Teraz pewnie zastanawiacie się gdzie ten absurd, o którym wspomniałam. Otóż nie da się o nim opowiedzieć bez spoilerów, więc uprzedzam, że zdradzam informację z początku powieści. Opis zaniepokojenia spowodowanego nieobecnością syna głównego bohatera jest bardzo rozbudowany, a cała scena ciągnie się aż do następnego dnia. Najpierw czytamy więc o myślach nachodzących Andy’ego, potem o tym, że wychodzi z sypialni, zauważa wciąż włączone światło, idzie do pokoju syna, zagląda i z ulgą stwierdza, że wszystko jest dobrze.

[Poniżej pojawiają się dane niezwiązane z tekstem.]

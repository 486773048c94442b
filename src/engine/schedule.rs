use chrono::{Datelike, NaiveDate};
use serde::{Deserialize, Serialize};

use crate::models::time;
use crate::models::{ExtensionWindow, Office, OpeningHours, SlotRole, Weekday, WindowSource};

/// Effective schedule for one office and calendar date. `hours` is `None`
/// exactly when the office is closed; extensions are only carried when the
/// weekly schedule supplied the window.
#[derive(Debug, Clone, Serialize, Deserialize)]
pub struct ResolvedWindow {
    pub source: WindowSource,
    #[serde(default, skip_serializing_if = "Option::is_none")]
    pub hours: Option<OpeningHours>,
    #[serde(default, skip_serializing_if = "Option::is_none")]
    pub pickup_extension: Option<ExtensionWindow>,
    #[serde(default, skip_serializing_if = "Option::is_none")]
    pub return_extension: Option<ExtensionWindow>,
    #[serde(default, skip_serializing_if = "Option::is_none")]
    pub info: Option<String>,
}

impl ResolvedWindow {
    fn closed(info: Option<String>) -> Self {
        Self {
            source: WindowSource::Closed,
            hours: None,
            pickup_extension: None,
            return_extension: None,
            info,
        }
    }

    pub fn is_closed(&self) -> bool {
        self.hours.is_none()
    }

    pub fn extension_for(&self, role: SlotRole) -> Option<&ExtensionWindow> {
        match role {
            SlotRole::Pickup => self.pickup_extension.as_ref(),
            SlotRole::Return => self.return_extension.as_ref(),
        }
    }
}

/// Resolve the effective open/close window for an office on a date.
///
/// A special day matching the date's month and day fully overrides the
/// weekly schedule, including its open/closed state; there is no merging
/// of the two. An open entry with missing times falls back to the widest
/// window, 00:00 - 23:59.
pub fn resolve_window(office: &Office, date: NaiveDate) -> ResolvedWindow {
    if let Some(special) = office.special_day(date) {
        if !special.is_open {
            let info = special
                .reason
                .clone()
                .unwrap_or_else(|| "Closed".to_string());
            return ResolvedWindow::closed(Some(info));
        }
        let hours = OpeningHours::new(
            special.start_time.unwrap_or_else(time::day_start),
            special.end_time.unwrap_or_else(time::day_end),
        );
        let info = match &special.reason {
            Some(reason) => format!("{} ({})", hours, reason),
            None => hours.to_string(),
        };
        return ResolvedWindow {
            source: WindowSource::Special,
            hours: Some(hours),
            pickup_extension: None,
            return_extension: None,
            info: Some(info),
        };
    }

    let weekday = Weekday::from(date.weekday());
    let Some(working) = office.working_day(weekday) else {
        tracing::warn!("office {} has no schedule entry for {}", office.id, weekday);
        return ResolvedWindow::closed(Some("Closed".to_string()));
    };
    if !working.is_open {
        return ResolvedWindow::closed(Some("Closed".to_string()));
    }

    if working.start_time.is_none() || working.end_time.is_none() {
        tracing::warn!(
            "office {} is open on {} with incomplete hours, using 00:00 - 23:59",
            office.id,
            weekday
        );
    }
    let hours = OpeningHours::new(
        working.start_time.unwrap_or_else(time::day_start),
        working.end_time.unwrap_or_else(time::day_end),
    );
    ResolvedWindow {
        source: WindowSource::Working,
        hours: Some(hours),
        pickup_extension: working.pickup_extension,
        return_extension: working.return_extension,
        info: Some(hours.to_string()),
    }
}
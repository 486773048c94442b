use chrono::NaiveTime;

use crate::models::time;
use crate::models::{ExtensionWindow, OpeningHours, SurchargeRule};

/// A working window widened by an extension. `surcharge` is present only
/// when an active extension produced the widening.
#[derive(Debug, Clone, Copy, PartialEq)]
pub struct ExtendedWindow {
    pub start: NaiveTime,
    pub end: NaiveTime,
    pub surcharge: Option<SurchargeRule>,
}

impl ExtendedWindow {
    pub fn plain(hours: OpeningHours) -> Self {
        Self {
            start: hours.start,
            end: hours.end,
            surcharge: None,
        }
    }
}

/// Widen resolved working hours by the extension configured for one side
/// of the booking.
///
/// Widening saturates at 00:00 and 23:59; there is no cross-midnight
/// rollover. `start == end` encodes a day that is closed except for its
/// extension window: with an active extension the visible window is the
/// widened range around that instant, and without one the day offers no
/// times at all, so `None` is returned rather than a zero-width window.
pub fn apply_extension(
    hours: OpeningHours,
    extension: Option<&ExtensionWindow>,
) -> Option<ExtendedWindow> {
    let extension_only = hours.start == hours.end;
    let Some(ext) = extension.filter(|e| !e.is_zero()) else {
        if extension_only {
            return None;
        }
        return Some(ExtendedWindow::plain(hours));
    };

    Some(ExtendedWindow {
        start: time::sub_minutes_clamped(hours.start, ext.hours_before * 60),
        end: time::add_minutes_clamped(hours.end, ext.hours_after * 60),
        surcharge: Some(SurchargeRule {
            normal: hours,
            flat_price: ext.flat_price,
        }),
    })
}
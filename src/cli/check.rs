use std::path::Path;

use anyhow::Result;
use serde::{Deserialize, Serialize};

use super::{load_reservations, parse_date, parse_time, OutputFormat};
use crate::booking::{AgePolicy, BookingDraft, BookingEvent};
use crate::engine::day_availability;
use crate::models::time::fmt_hhmm;
use crate::models::{Office, SlotRole};
use crate::DEFAULT_SLOT_INTERVAL_MINUTES;

/// Response from a booking-draft check
#[derive(Debug, Serialize, Deserialize)]
pub struct CheckResponse {
    pub valid: bool,
    #[serde(default, skip_serializing_if = "Option::is_none")]
    pub problem: Option<String>,
    pub pickup_fee: f64,
    pub return_fee: f64,
}

impl std::fmt::Display for CheckResponse {
    fn fmt(&self, f: &mut std::fmt::Formatter<'_>) -> std::fmt::Result {
        if let Some(problem) = &self.problem {
            return write!(f, "Booking rejected: {}", problem);
        }
        write!(f, "Booking is valid.")?;
        let total = self.pickup_fee + self.return_fee;
        if total > 0.0 {
            write!(
                f,
                " Extension fees: pickup +{:.2}, return +{:.2} (total +{:.2})",
                self.pickup_fee, self.return_fee, total
            )?;
        }
        Ok(())
    }
}

/// Validate a prospective booking end to end: drive the draft state
/// machine, confirm both chosen times are actually offered on their
/// dates, and report the extension fees the choice incurs.
#[allow(clippy::too_many_arguments)]
pub fn run_check(
    office_path: &Path,
    pickup_date: &str,
    pickup_time: &str,
    return_date: &str,
    return_time: &str,
    age: u8,
    reservations_path: Option<&Path>,
    format: OutputFormat,
) -> Result<()> {
    let office = Office::load(office_path)?;
    let pickup_date = parse_date(pickup_date)?;
    let return_date = parse_date(return_date)?;
    let pickup_time = parse_time(pickup_time)?;
    let return_time = parse_time(return_time)?;
    let reserved = match reservations_path {
        Some(path) => load_reservations(path)?,
        None => Vec::new(),
    };

    let policy = AgePolicy::default();
    let events = [
        BookingEvent::SelectOffice(office.id.clone()),
        BookingEvent::SelectDates {
            pickup_date,
            return_date,
        },
        BookingEvent::SelectPickupTime(pickup_time),
        BookingEvent::SelectReturnTime(return_time),
        BookingEvent::SetDriverAge(age),
    ];
    let mut draft = BookingDraft::new();
    for event in events {
        let (next, error) = draft.apply(event, &policy);
        if let Some(error) = error {
            format.print(&CheckResponse {
                valid: false,
                problem: Some(error.to_string()),
                pickup_fee: 0.0,
                return_fee: 0.0,
            });
            return Ok(());
        }
        draft = next;
    }

    // the engine expects reservations pre-scoped to the queried date+role
    let starting_that_day: Vec<_> = reserved
        .iter()
        .filter(|r| r.start_date == pickup_date)
        .cloned()
        .collect();
    let ending_that_day: Vec<_> = reserved
        .iter()
        .filter(|r| r.end_date == return_date)
        .cloned()
        .collect();

    let pickup_day = day_availability(
        &office,
        pickup_date,
        &starting_that_day,
        SlotRole::Pickup,
        DEFAULT_SLOT_INTERVAL_MINUTES,
    );
    let return_day = day_availability(
        &office,
        return_date,
        &ending_that_day,
        SlotRole::Return,
        DEFAULT_SLOT_INTERVAL_MINUTES,
    );

    let problem = if !pickup_day.offers(pickup_time) {
        Some(format!(
            "pickup at {} is not available on {}",
            fmt_hhmm(pickup_time),
            pickup_date
        ))
    } else if !return_day.offers(return_time) {
        Some(format!(
            "return at {} is not available on {}",
            fmt_hhmm(return_time),
            return_date
        ))
    } else {
        None
    };

    let response = CheckResponse {
        valid: problem.is_none() && draft.is_valid(),
        problem,
        pickup_fee: pickup_day.surcharge_for(pickup_time),
        return_fee: return_day.surcharge_for(return_time),
    };
    format.print(&response);
    Ok(())
}
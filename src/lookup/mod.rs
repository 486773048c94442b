use std::collections::HashMap;
use std::sync::atomic::{AtomicU64, Ordering};

use anyhow::Result;
use async_trait::async_trait;
use chrono::NaiveDate;

use crate::engine;
use crate::error::LookupError;
use crate::models::{DayAvailability, Office, OfficeId, ReservedSlot, SlotRole};

/// Source of office schedule documents. The engine assumes documents are
/// complete when handed over; it never fetches lazily per field.
#[async_trait]
pub trait ScheduleDirectory: Send + Sync {
    async fn office(&self, id: &OfficeId) -> Result<Option<Office>>;
}

/// Source of existing reservations touching one office and date. Pickup
/// queries return reservations starting on the date, return queries those
/// ending on it.
#[async_trait]
pub trait ReservationLookup: Send + Sync {
    async fn reserved_slots(
        &self,
        office: &OfficeId,
        date: NaiveDate,
        role: SlotRole,
    ) -> Result<Vec<ReservedSlot>>;
}

/// In-memory office directory, used by tests and the CLI.
#[derive(Debug, Default)]
pub struct StaticDirectory {
    offices: HashMap<OfficeId, Office>,
}

impl StaticDirectory {
    pub fn new(offices: impl IntoIterator<Item = Office>) -> Self {
        Self {
            offices: offices.into_iter().map(|o| (o.id.clone(), o)).collect(),
        }
    }
}

#[async_trait]
impl ScheduleDirectory for StaticDirectory {
    async fn office(&self, id: &OfficeId) -> Result<Option<Office>> {
        Ok(self.offices.get(id).cloned())
    }
}

/// In-memory reservation source filtering a fixed list by date and role.
#[derive(Debug, Default)]
pub struct StaticReservations {
    slots: Vec<ReservedSlot>,
}

impl StaticReservations {
    pub fn new(slots: Vec<ReservedSlot>) -> Self {
        Self { slots }
    }
}

#[async_trait]
impl ReservationLookup for StaticReservations {
    async fn reserved_slots(
        &self,
        _office: &OfficeId,
        date: NaiveDate,
        role: SlotRole,
    ) -> Result<Vec<ReservedSlot>> {
        let matches = self
            .slots
            .iter()
            .filter(|r| match role {
                SlotRole::Pickup => r.start_date == date,
                SlotRole::Return => r.end_date == date,
            })
            .cloned()
            .collect();
        Ok(matches)
    }
}

/// Runs the availability pipeline through the collaborator seams with a
/// "latest request wins" guard: every query takes a sequence ticket, and
/// a result whose ticket has been overtaken while its lookups were in
/// flight is discarded as [`LookupError::Superseded`]. Callers drop that
/// error on the floor; the newer query's result is the only one applied.
pub struct AvailabilityService<D, R> {
    directory: D,
    reservations: R,
    seq: AtomicU64,
}

impl<D: ScheduleDirectory, R: ReservationLookup> AvailabilityService<D, R> {
    pub fn new(directory: D, reservations: R) -> Self {
        Self {
            directory,
            reservations,
            seq: AtomicU64::new(0),
        }
    }

    pub async fn day_availability(
        &self,
        office_id: &OfficeId,
        date: NaiveDate,
        role: SlotRole,
        interval_minutes: u32,
    ) -> Result<DayAvailability, LookupError> {
        let ticket = self.seq.fetch_add(1, Ordering::SeqCst) + 1;

        let office = self
            .directory
            .office(office_id)
            .await?
            .ok_or_else(|| LookupError::OfficeNotFound(office_id.to_string()))?;
        let reserved = self
            .reservations
            .reserved_slots(office_id, date, role)
            .await?;

        if self.seq.load(Ordering::SeqCst) != ticket {
            tracing::debug!("discarding superseded availability lookup for {}", date);
            return Err(LookupError::Superseded);
        }

        Ok(engine::day_availability(
            &office,
            date,
            &reserved,
            role,
            interval_minutes,
        ))
    }
}
mod office;
mod reservation;
mod slot;
pub mod time;

pub use office::*;
pub use reservation::*;
pub use slot::*;
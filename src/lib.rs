pub mod booking;
pub mod cli;
pub mod engine;
pub mod error;
pub mod lookup;
pub mod models;

pub use models::*;

/// Slot grid granularity offered to customers, in minutes.
pub const DEFAULT_SLOT_INTERVAL_MINUTES: u32 = 15;

/// Minimum length of a rental that starts and ends on the same day, in hours.
pub const SAME_DAY_MIN_HOURS: i64 = 6;
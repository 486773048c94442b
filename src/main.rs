use std::path::PathBuf;

use anyhow::Result;
use clap::{Parser, Subcommand};

use vanslot::cli::{self, OutputFormat};
use vanslot::DEFAULT_SLOT_INTERVAL_MINUTES;

#[derive(Parser)]
#[command(name = "vanslot")]
#[command(about = "Van rental availability engine", version)]
struct Cli {
    /// Output in JSON format
    #[arg(long, global = true)]
    json: bool,

    #[command(subcommand)]
    command: Commands,
}

#[derive(Subcommand)]
enum Commands {
    /// Show an office's effective opening hours on a date
    Hours {
        /// Path to the office document (JSON)
        #[arg(long)]
        office: PathBuf,
        /// Date to query (YYYY-MM-DD)
        #[arg(long)]
        date: String,
    },
    /// List selectable pickup or return times for a date
    Slots {
        /// Path to the office document (JSON)
        #[arg(long)]
        office: PathBuf,
        /// Date to query (YYYY-MM-DD)
        #[arg(long)]
        date: String,
        /// Booking side: pickup or return
        #[arg(long, default_value = "pickup")]
        role: String,
        /// Path to existing reservations (JSON array)
        #[arg(long)]
        reservations: Option<PathBuf>,
        /// Slot interval in minutes
        #[arg(long, default_value_t = DEFAULT_SLOT_INTERVAL_MINUTES)]
        interval: u32,
    },
    /// Validate a prospective booking and report extension fees
    Check {
        /// Path to the office document (JSON)
        #[arg(long)]
        office: PathBuf,
        /// Pickup date (YYYY-MM-DD)
        #[arg(long)]
        pickup_date: String,
        /// Pickup time (HH:MM)
        #[arg(long)]
        pickup_time: String,
        /// Return date (YYYY-MM-DD)
        #[arg(long)]
        return_date: String,
        /// Return time (HH:MM)
        #[arg(long)]
        return_time: String,
        /// Driver age in years
        #[arg(long)]
        age: u8,
        /// Path to existing reservations (JSON array)
        #[arg(long)]
        reservations: Option<PathBuf>,
    },
}

#[tokio::main]
async fn main() -> Result<()> {
    // Initialize tracing
    tracing_subscriber::fmt()
        .with_env_filter(
            tracing_subscriber::EnvFilter::from_default_env()
                .add_directive("vanslot=info".parse().unwrap()),
        )
        .init();

    let cli = Cli::parse();
    let format = if cli.json {
        OutputFormat::Json
    } else {
        OutputFormat::Human
    };

    match cli.command {
        Commands::Hours { office, date } => {
            cli::run_hours(&office, &date, format)?;
        }
        Commands::Slots {
            office,
            date,
            role,
            reservations,
            interval,
        } => {
            cli::run_slots(
                &office,
                &date,
                &role,
                reservations.as_deref(),
                interval,
                format,
            )
            .await?;
        }
        Commands::Check {
            office,
            pickup_date,
            pickup_time,
            return_date,
            return_time,
            age,
            reservations,
        } => {
            cli::run_check(
                &office,
                &pickup_date,
                &pickup_time,
                &return_date,
                &return_time,
                age,
                reservations.as_deref(),
                format,
            )?;
        }
    }

    Ok(())
}
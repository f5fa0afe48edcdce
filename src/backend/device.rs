// Vulkan device connection - the one-shot setup side of the reproduction
//
// Responsibilities:
// - Instance creation with validation layers
// - Adapter scoring and selection (prefer discrete GPU)
// - Logical device + graphics queue creation, export extensions enabled
// - Allocator setup plus the export-restricted memory pool

use anyhow::{bail, Context, Result};
use ash::vk::Handle;
use ash::{vk, Entry};
use gpu_allocator::vulkan::{Allocator, AllocatorCreateDesc};
use parking_lot::{Mutex, MutexGuard};
use std::ffi::{CStr, CString};
use std::mem::ManuallyDrop;
use std::sync::Arc;

use super::handle::ExternalHandle;
use crate::config::ProbeConfig;

const APP_NAME: &str = "export-handle-probe";
const VALIDATION_LAYER: &CStr = c"VK_LAYER_KHRONOS_validation";

/// Handle type every exportable allocation pre-declares.
#[cfg(windows)]
pub const EXPORT_HANDLE_TYPE: vk::ExternalMemoryHandleTypeFlags =
    vk::ExternalMemoryHandleTypeFlags::OPAQUE_WIN32;
#[cfg(unix)]
pub const EXPORT_HANDLE_TYPE: vk::ExternalMemoryHandleTypeFlags =
    vk::ExternalMemoryHandleTypeFlags::OPAQUE_FD;

/// Device extensions needed to hand exported memory to another API.
fn export_device_extensions() -> Vec<&'static CStr> {
    #[cfg(windows)]
    {
        vec![ash::extensions::khr::ExternalMemoryWin32::name()]
    }
    #[cfg(unix)]
    {
        vec![ash::extensions::khr::ExternalMemoryFd::name()]
    }
}

/// Transient per-adapter capability snapshot, kept only until selection.
#[derive(Debug, Clone)]
pub struct CapabilityRecord {
    pub name: String,
    pub device_type: vk::PhysicalDeviceType,
    pub graphics_queue_family: Option<u32>,
    pub has_export_extensions: bool,
    pub supports_buffer_device_address: bool,
    pub supports_sampler_anisotropy: bool,
}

Rano dzień zaczyna się zwyczajnie. Andy wychodzi z domu na poranny spacer z psem i wszystko toczy się utartym rytmem dopóki bohater nie dostaje telefonu od swojego brata, który zdenerwowany informuje, że jego syn nie wrócił do domu. Zack i Connor poszli razem na tę imprezę. Kuzynów łączy silna więź, są bardzo zżyci ze sobą i można powiedzieć, że gdzie jeden, tam i drugi. Myślę, że logicznym zachowaniem w takiej sytuacji byłby natychmiastowy powrót Andy’ego do domu, obudzenie Connora i wypytanie gdzie podziewa się jego kuzyn. Niestety autor książki uznał inaczej. Andy i jego brat umawiają się w lesie nieopodal którego odbywała się feralna impreza, żeby razem przeszukać okolicę. Bohater w tym czasie pisze wiadomość do żony, żeby poszła porozmawiać z ich synem, ale nic z tego nie wychodzi, ponieważ Connor śpi i nie reaguje na wołanie. Rozumiecie, nastolatek odsypia melanż, więc nie wolno mu przeszkadzać nawet jeśli jego kuzyn nie wrócił na noc do domu. W końcu zaginięcie Zacka zostaje zgłoszone na policji, ale nadal nikt nie porozmawiał z Connorem! Wielkim twistem w tym całym fragmencie jest to, że Zack wcale nie zaginął, ponieważ to on poszedł do domu Andy’ego i to on spał w łóżku Connora. Natomiast wspomniany Connor został aresztowany przez policję.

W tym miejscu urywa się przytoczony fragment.